Available data:
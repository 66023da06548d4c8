/// Lazy iterator over the ancestor prefixes of a segment list
///
/// For segments `[a, b, c]`, yields: `[a, b, c]` → `[a, b]` → `[a]` → `[]`
///
/// Stops as soon as the consumer finds what it needs (short-circuit
/// evaluation with `find`/`find_map`). Only borrows from the input slice.
///
/// # Examples
///
/// ```
/// use routeview_router::path::SegmentHierarchy;
///
/// let segments = ["a", "b", "c"];
/// let prefixes: Vec<&[&str]> = SegmentHierarchy::new(&segments).collect();
/// assert_eq!(prefixes, vec![&["a", "b", "c"][..], &["a", "b"][..], &["a"][..], &[][..]]);
/// ```
#[derive(Debug)]
pub struct SegmentHierarchy<'a, T> {
    current: Option<&'a [T]>,
}

impl<'a, T> SegmentHierarchy<'a, T> {
    /// Creates a new hierarchy iterator starting from the full segment list
    pub fn new(segments: &'a [T]) -> Self {
        Self {
            current: Some(segments),
        }
    }
}

impl<'a, T> Iterator for SegmentHierarchy<'a, T> {
    type Item = &'a [T];

    /// Returns the next (shorter) prefix
    ///
    /// The empty prefix is yielded last; iteration ends after it.
    fn next(&mut self) -> Option<Self::Item> {
        let current = self.current?;

        self.current = current.split_last().map(|(_, parent)| parent);

        Some(current)
    }
}

// Derive would require `T: Clone`
impl<'a, T> Clone for SegmentHierarchy<'a, T> {
    fn clone(&self) -> Self {
        Self {
            current: self.current,
        }
    }
}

What you should do:
Print exactly and only the lines that start at the line with "impl<'a, T> Clone" and run through the end of the listing above.

Solution:
impl<'a, T> Clone for SegmentHierarchy<'a, T> {
    fn clone(&self) -> Self {
        Self {
            current: self.current,
        }
    }
}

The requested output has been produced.